Trump supporters blame Biden’s separate $1.9 trillion in coronavirus relief for sparking the inflation, although it contained roughly $400 billion worth of the direct payments that former president said Americans should receive. They argue that the US economy would be stronger if Biden took steps such as allowing all businesses to fully expense their investments in new equipment, instead of providing targeted support to the technology and clean energy sectors. But even excluding the recession induced by the pandemic, Trump’s economic record was far from sterling as the promised growth never materialized. Manufacturers began to slash jobs in 2019 before the coronavirus spread, instead of the steady resurgence promised by Trump. Annual budget deficits worsened under Trump, but they have improved under Biden as pandemic aid has wound down.
Biden is telling Americans that his policies will strengthen the US economy over the next decade. His $52 billion for computer chip production has led to a series of factory groundbreakings in Arizona, Idaho, New York, North Carolina, Ohio and Texas that will take years to complete.
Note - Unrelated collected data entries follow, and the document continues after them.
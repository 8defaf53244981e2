use chrono::{DateTime, NaiveDate, Utc};
use paperclip::actix::Apiv2Schema;
use serde::{Deserialize, Serialize};

pub type BookId = i32;
pub type CategoryId = i32;
pub type CustomerId = i32;
pub type EmployeeId = i32;
pub type SaleId = i32;
pub type RentalId = i32;

#[derive(Debug, Clone, Serialize, Deserialize, PartialEq, Apiv2Schema)]
#[serde(rename_all = "camelCase")]
/// Book as listed by the store, joined with the name of its category
pub struct Book {
    #[serde(rename = "bookID")]
    pub book_id: BookId,
    pub title: String,
    #[serde(default)]
    pub sub_title: Option<String>,
    pub author: String,
    pub category_id: CategoryId,
    pub category_name: String,
    pub price: f64,
    pub rental_price_per_day: f64,
    pub quantity_in_stock: i32,
}

#[derive(Debug, Clone, Serialize, Deserialize, PartialEq, Apiv2Schema)]
#[serde(rename_all = "camelCase")]
pub struct NewBook {
    pub title: String,
    #[serde(default)]
    pub sub_title: Option<String>,
    pub author: String,
    pub category_id: CategoryId,
    pub price: f64,
    #[serde(default)]
    pub rental_price_per_day: f64,
    pub quantity_in_stock: i32,
}

#[derive(Debug, Default, Clone, Serialize, Deserialize, PartialEq, Apiv2Schema)]
#[serde(rename_all = "camelCase")]
/// Patch to a book. Only the fields that are present are changed,
/// an empty `subTitle` removes the subtitle
pub struct BookPatch {
    #[serde(skip_serializing_if = "Option::is_none")]
    pub title: Option<String>,
    #[serde(skip_serializing_if = "Option::is_none")]
    pub sub_title: Option<String>,
    #[serde(skip_serializing_if = "Option::is_none")]
    pub author: Option<String>,
    #[serde(skip_serializing_if = "Option::is_none")]
    pub category_id: Option<CategoryId>,
    #[serde(skip_serializing_if = "Option::is_none")]
    pub price: Option<f64>,
    #[serde(skip_serializing_if = "Option::is_none")]
    pub rental_price_per_day: Option<f64>,
    #[serde(skip_serializing_if = "Option::is_none")]
    pub quantity_in_stock: Option<i32>,
}

#[derive(Debug, Clone, Serialize, Deserialize, Eq, PartialEq, Apiv2Schema)]
#[serde(rename_all = "camelCase")]
pub struct Category {
    #[serde(rename = "categoryID")]
    pub category_id: CategoryId,
    pub category_name: String,
}

#[derive(Debug, Clone, Serialize, Deserialize, Eq, PartialEq, Apiv2Schema)]
#[serde(rename_all = "camelCase")]
pub struct NewCategory {
    pub category_name: String,
}

#[derive(Debug, Default, Clone, Serialize, Deserialize, Eq, PartialEq, Apiv2Schema)]
#[serde(rename_all = "camelCase")]
pub struct CategoryPatch {
    #[serde(skip_serializing_if = "Option::is_none")]
    pub category_name: Option<String>,
}

#[derive(Debug, Clone, Serialize, Deserialize, Eq, PartialEq, Apiv2Schema)]
#[serde(rename_all = "camelCase")]
pub struct Customer {
    #[serde(rename = "customerID")]
    pub customer_id: CustomerId,
    pub name: String,
    #[serde(default)]
    pub phone: Option<String>,
    #[serde(default)]
    pub email: Option<String>,
    #[serde(default)]
    pub address: Option<String>,
}

#[derive(Debug, Clone, Serialize, Deserialize, Eq, PartialEq, Apiv2Schema)]
#[serde(rename_all = "camelCase")]
pub struct NewCustomer {
    pub name: String,
    #[serde(default)]
    pub phone: Option<String>,
    #[serde(default)]
    pub email: Option<String>,
    #[serde(default)]
    pub address: Option<String>,
}

#[derive(Debug, Default, Clone, Serialize, Deserialize, Eq, PartialEq, Apiv2Schema)]
#[serde(rename_all = "camelCase")]
/// An empty phone, email or address removes it
pub struct CustomerPatch {
    #[serde(skip_serializing_if = "Option::is_none")]
    pub name: Option<String>,
    #[serde(skip_serializing_if = "Option::is_none")]
    pub phone: Option<String>,
    #[serde(skip_serializing_if = "Option::is_none")]
    pub email: Option<String>,
    #[serde(skip_serializing_if = "Option::is_none")]
    pub address: Option<String>,
}

#[derive(Debug, Clone, Serialize, Deserialize, Eq, PartialEq, Apiv2Schema)]
#[serde(rename_all = "camelCase")]
pub struct Employee {
    #[serde(rename = "employeeID")]
    pub employee_id: EmployeeId,
    pub name: String,
}

#[derive(Debug, Clone, Serialize, Deserialize, PartialEq, Apiv2Schema)]
#[serde(rename_all = "camelCase")]
/// Sale joined with the names of the customer, employee and book it references
pub struct Sale {
    #[serde(rename = "saleID")]
    pub sale_id: SaleId,
    pub customer_id: CustomerId,
    pub customer_name: String,
    pub employee_id: EmployeeId,
    pub employee_name: String,
    pub book_id: BookId,
    pub book_title: String,
    pub quantity: i32,
    /// Price of a single book at the time of sale
    pub unit_price: f64,
    pub total_price: f64,
    pub sale_date: DateTime<Utc>,
}

#[derive(Debug, Clone, Serialize, Deserialize, Eq, PartialEq, Apiv2Schema)]
#[serde(rename_all = "camelCase")]
pub struct NewSale {
    pub customer_id: CustomerId,
    pub employee_id: EmployeeId,
    pub book_id: BookId,
    pub quantity: i32,
}

#[derive(Debug, Clone, Copy, Serialize, Deserialize, Eq, PartialEq, Hash, Apiv2Schema)]
pub enum RentalStatus {
    Active,
    Returned,
}

impl RentalStatus {
    pub fn as_str(&self) -> &'static str {
        match self {
            RentalStatus::Active => "Active",
            RentalStatus::Returned => "Returned",
        }
    }
}

#[derive(Debug, Clone, Serialize, Deserialize, PartialEq, Apiv2Schema)]
#[serde(rename_all = "camelCase")]
/// Rental joined with the names of the customer, employee and book it references
pub struct Rental {
    #[serde(rename = "rentalID")]
    pub rental_id: RentalId,
    pub customer_id: CustomerId,
    pub customer_name: String,
    pub employee_id: EmployeeId,
    pub employee_name: String,
    pub book_id: BookId,
    pub book_title: String,
    pub days: i32,
    pub quantity: i32,
    pub total_cost: f64,
    pub rental_date: DateTime<Utc>,
    pub expected_return_date: DateTime<Utc>,
    /// Set once the rental is returned
    #[serde(default)]
    pub return_date: Option<DateTime<Utc>>,
    pub status: RentalStatus,
}

#[derive(Debug, Clone, Serialize, Deserialize, Eq, PartialEq, Apiv2Schema)]
#[serde(rename_all = "camelCase")]
pub struct NewRental {
    pub customer_id: CustomerId,
    pub employee_id: EmployeeId,
    pub book_id: BookId,
    pub days: i32,
    pub quantity: i32,
}

#[derive(Debug, Clone, Serialize, Deserialize, PartialEq, Apiv2Schema)]
#[serde(rename_all = "camelCase")]
/// Sales aggregated over a single day
pub struct SalesSummary {
    pub sale_day: NaiveDate,
    pub total_sales: f64,
    pub number_of_sales: i64,
}

#[derive(Debug, Clone, Copy, Serialize, Deserialize, Eq, PartialEq, Apiv2Schema)]
pub enum TransactionType {
    Sale,
    Rental,
}

#[derive(Debug, Clone, Serialize, Deserialize, PartialEq, Apiv2Schema)]
pub struct RecentTransaction {
    /// Id of the sale or rental, depending on the type
    pub id: i32,
    #[serde(rename = "type")]
    pub transaction_type: TransactionType,
    pub date: DateTime<Utc>,
    pub amount: f64,
}
pub mod api;
pub mod pricing;

#[cfg(any(feature = "client", test))]
pub mod client;

#[cfg(any(feature = "server", test))]
pub mod app_config;
#[cfg(any(feature = "server", test))]
pub mod bookstore_repository;
#[cfg(any(feature = "server", test))]
mod handlers;
#[cfg(any(feature = "server", test))]
pub mod settings;
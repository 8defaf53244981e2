use std::str::FromStr;

use bookstore_repository::api::{
    Book, BookPatch, Category, CategoryPatch, Customer, CustomerPatch, NewBook, NewCategory,
    NewCustomer, NewRental, NewSale,
};

#[derive(Debug, Clone, PartialEq, Eq, thiserror::Error)]
pub enum FormError {
    #[error("\"{0}\" is required")]
    MissingField(&'static str),
    #[error("\"{field}\" must be a number, got \"{value}\"")]
    NotANumber { field: &'static str, value: String },
}

/// Failure of submitting a form: either the input never left the console or the server refused it
#[derive(Debug, thiserror::Error)]
pub enum SubmitError {
    #[error(transparent)]
    Invalid(#[from] FormError),
    #[error(transparent)]
    Backend(#[from] anyhow::Error),
}

/// Form made of labelled text fields, filled in one by one
pub trait FormFields {
    fn fields(&self) -> Vec<(&'static str, &str)>;
    fn fields_mut(&mut self) -> Vec<(&'static str, &mut String)>;
}

fn required(label: &'static str, value: &str) -> Result<String, FormError> {
    let value = value.trim();
    if value.is_empty() {
        Err(FormError::MissingField(label))
    } else {
        Ok(value.to_string())
    }
}

fn optional(value: &str) -> Option<String> {
    let value = value.trim();
    (!value.is_empty()).then(|| value.to_string())
}

fn number<T: FromStr>(label: &'static str, value: &str) -> Result<T, FormError> {
    let value = required(label, value)?;
    value.parse().map_err(|_| FormError::NotANumber {
        field: label,
        value,
    })
}

fn number_or<T: FromStr>(label: &'static str, value: &str, default: T) -> Result<T, FormError> {
    if value.trim().is_empty() {
        Ok(default)
    } else {
        number(label, value)
    }
}

#[derive(Debug, Clone, Default, PartialEq, Eq)]
pub struct BookForm {
    pub title: String,
    pub sub_title: String,
    pub author: String,
    pub category_id: String,
    pub price: String,
    pub rental_price_per_day: String,
    pub quantity_in_stock: String,
}

impl BookForm {
    pub fn from_book(book: &Book) -> Self {
        Self {
            title: book.title.clone(),
            sub_title: book.sub_title.clone().unwrap_or_default(),
            author: book.author.clone(),
            category_id: book.category_id.to_string(),
            price: book.price.to_string(),
            rental_price_per_day: book.rental_price_per_day.to_string(),
            quantity_in_stock: book.quantity_in_stock.to_string(),
        }
    }

    pub fn to_new_book(&self) -> Result<NewBook, FormError> {
        Ok(NewBook {
            title: required("Title", &self.title)?,
            sub_title: optional(&self.sub_title),
            author: required("Author", &self.author)?,
            category_id: number("Category", &self.category_id)?,
            price: number("Price", &self.price)?,
            rental_price_per_day: number_or("Rental price per day", &self.rental_price_per_day, 0.0)?,
            quantity_in_stock: number("Quantity", &self.quantity_in_stock)?,
        })
    }

    pub fn to_patch(&self) -> Result<BookPatch, FormError> {
        let book = self.to_new_book()?;
        Ok(BookPatch {
            title: Some(book.title),
            sub_title: Some(book.sub_title.unwrap_or_default()),
            author: Some(book.author),
            category_id: Some(book.category_id),
            price: Some(book.price),
            rental_price_per_day: Some(book.rental_price_per_day),
            quantity_in_stock: Some(book.quantity_in_stock),
        })
    }
}

impl FormFields for BookForm {
    fn fields(&self) -> Vec<(&'static str, &str)> {
        vec![
            ("Title", &self.title),
            ("Subtitle", &self.sub_title),
            ("Author", &self.author),
            ("Category", &self.category_id),
            ("Price", &self.price),
            ("Rental price per day", &self.rental_price_per_day),
            ("Quantity", &self.quantity_in_stock),
        ]
    }

    fn fields_mut(&mut self) -> Vec<(&'static str, &mut String)> {
        vec![
            ("Title", &mut self.title),
            ("Subtitle", &mut self.sub_title),
            ("Author", &mut self.author),
            ("Category", &mut self.category_id),
            ("Price", &mut self.price),
            ("Rental price per day", &mut self.rental_price_per_day),
            ("Quantity", &mut self.quantity_in_stock),
        ]
    }
}

#[derive(Debug, Clone, Default, PartialEq, Eq)]
pub struct CategoryForm {
    pub category_name: String,
}

impl CategoryForm {
    pub fn from_category(category: &Category) -> Self {
        Self {
            category_name: category.category_name.clone(),
        }
    }

    pub fn to_new_category(&self) -> Result<NewCategory, FormError> {
        Ok(NewCategory {
            category_name: required("Category name", &self.category_name)?,
        })
    }

    pub fn to_patch(&self) -> Result<CategoryPatch, FormError> {
        Ok(CategoryPatch {
            category_name: Some(required("Category name", &self.category_name)?),
        })
    }
}

impl FormFields for CategoryForm {
    fn fields(&self) -> Vec<(&'static str, &str)> {
        vec![("Category name", &self.category_name)]
    }

    fn fields_mut(&mut self) -> Vec<(&'static str, &mut String)> {
        vec![("Category name", &mut self.category_name)]
    }
}

#[derive(Debug, Clone, Default, PartialEq, Eq)]
pub struct CustomerForm {
    pub name: String,
    pub phone: String,
    pub email: String,
    pub address: String,
}

impl CustomerForm {
    pub fn from_customer(customer: &Customer) -> Self {
        Self {
            name: customer.name.clone(),
            phone: customer.phone.clone().unwrap_or_default(),
            email: customer.email.clone().unwrap_or_default(),
            address: customer.address.clone().unwrap_or_default(),
        }
    }

    pub fn to_new_customer(&self) -> Result<NewCustomer, FormError> {
        Ok(NewCustomer {
            name: required("Name", &self.name)?,
            phone: optional(&self.phone),
            email: optional(&self.email),
            address: optional(&self.address),
        })
    }

    pub fn to_patch(&self) -> Result<CustomerPatch, FormError> {
        let customer = self.to_new_customer()?;
        Ok(CustomerPatch {
            name: Some(customer.name),
            phone: Some(customer.phone.unwrap_or_default()),
            email: Some(customer.email.unwrap_or_default()),
            address: Some(customer.address.unwrap_or_default()),
        })
    }
}

impl FormFields for CustomerForm {
    fn fields(&self) -> Vec<(&'static str, &str)> {
        vec![
            ("Name", &self.name),
            ("Phone", &self.phone),
            ("Email", &self.email),
            ("Address", &self.address),
        ]
    }

    fn fields_mut(&mut self) -> Vec<(&'static str, &mut String)> {
        vec![
            ("Name", &mut self.name),
            ("Phone", &mut self.phone),
            ("Email", &mut self.email),
            ("Address", &mut self.address),
        ]
    }
}

#[derive(Debug, Clone, PartialEq, Eq)]
pub struct SaleForm {
    pub customer_id: String,
    pub employee_id: String,
    pub book_id: String,
    pub quantity: String,
}

impl Default for SaleForm {
    fn default() -> Self {
        Self {
            customer_id: String::new(),
            employee_id: String::new(),
            book_id: String::new(),
            quantity: "1".to_string(),
        }
    }
}

impl SaleForm {
    pub fn to_new_sale(&self) -> Result<NewSale, FormError> {
        Ok(NewSale {
            customer_id: number("Customer", &self.customer_id)?,
            employee_id: number("Employee", &self.employee_id)?,
            book_id: number("Book", &self.book_id)?,
            quantity: number("Quantity", &self.quantity)?,
        })
    }
}

impl FormFields for SaleForm {
    fn fields(&self) -> Vec<(&'static str, &str)> {
        vec![
            ("Customer", &self.customer_id),
            ("Employee", &self.employee_id),
            ("Book", &self.book_id),
            ("Quantity", &self.quantity),
        ]
    }

    fn fields_mut(&mut self) -> Vec<(&'static str, &mut String)> {
        vec![
            ("Customer", &mut self.customer_id),
            ("Employee", &mut self.employee_id),
            ("Book", &mut self.book_id),
            ("Quantity", &mut self.quantity),
        ]
    }
}

#[derive(Debug, Clone, PartialEq, Eq)]
pub struct RentalForm {
    pub customer_id: String,
    pub employee_id: String,
    pub book_id: String,
    pub days: String,
    pub quantity: String,
}

impl Default for RentalForm {
    fn default() -> Self {
        Self {
            customer_id: String::new(),
            employee_id: String::new(),
            book_id: String::new(),
            days: "1".to_string(),
            quantity: "1".to_string(),
        }
    }
}

impl RentalForm {
    pub fn to_new_rental(&self) -> Result<NewRental, FormError> {
        Ok(NewRental {
            customer_id: number("Customer", &self.customer_id)?,
            employee_id: number("Employee", &self.employee_id)?,
            book_id: number("Book", &self.book_id)?,
            days: number("Days", &self.days)?,
            quantity: number("Quantity", &self.quantity)?,
        })
    }
}

impl FormFields for RentalForm {
    fn fields(&self) -> Vec<(&'static str, &str)> {
        vec![
            ("Customer", &self.customer_id),
            ("Employee", &self.employee_id),
            ("Book", &self.book_id),
            ("Days", &self.days),
            ("Quantity", &self.quantity),
        ]
    }

    fn fields_mut(&mut self) -> Vec<(&'static str, &mut String)> {
        vec![
            ("Customer", &mut self.customer_id),
            ("Employee", &mut self.employee_id),
            ("Book", &mut self.book_id),
            ("Days", &mut self.days),
            ("Quantity", &mut self.quantity),
        ]
    }
}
The idea is that government aid reduces risk and makes it easier for these companies to invest in areas where global demand exceed available supplies.
Chris Miller, a Tufts University professor and author of the book “Chip War,” said the incentives are only a fraction of the cost of building the plants. Miller said the benefits of the investments will spill over to the companies that sell raw materials to chipmakers as well as possibly for the makers of autos, electronics and household appliances that increasingly rely on chips. “The chips funding makes clear that there will be meaningfully more fab construction and chip output in the US,” he said, “so for suppliers to the chip industry, they have more clarity that demand for their products will be larger than it otherwise would have been, incentivizing them to invest too.”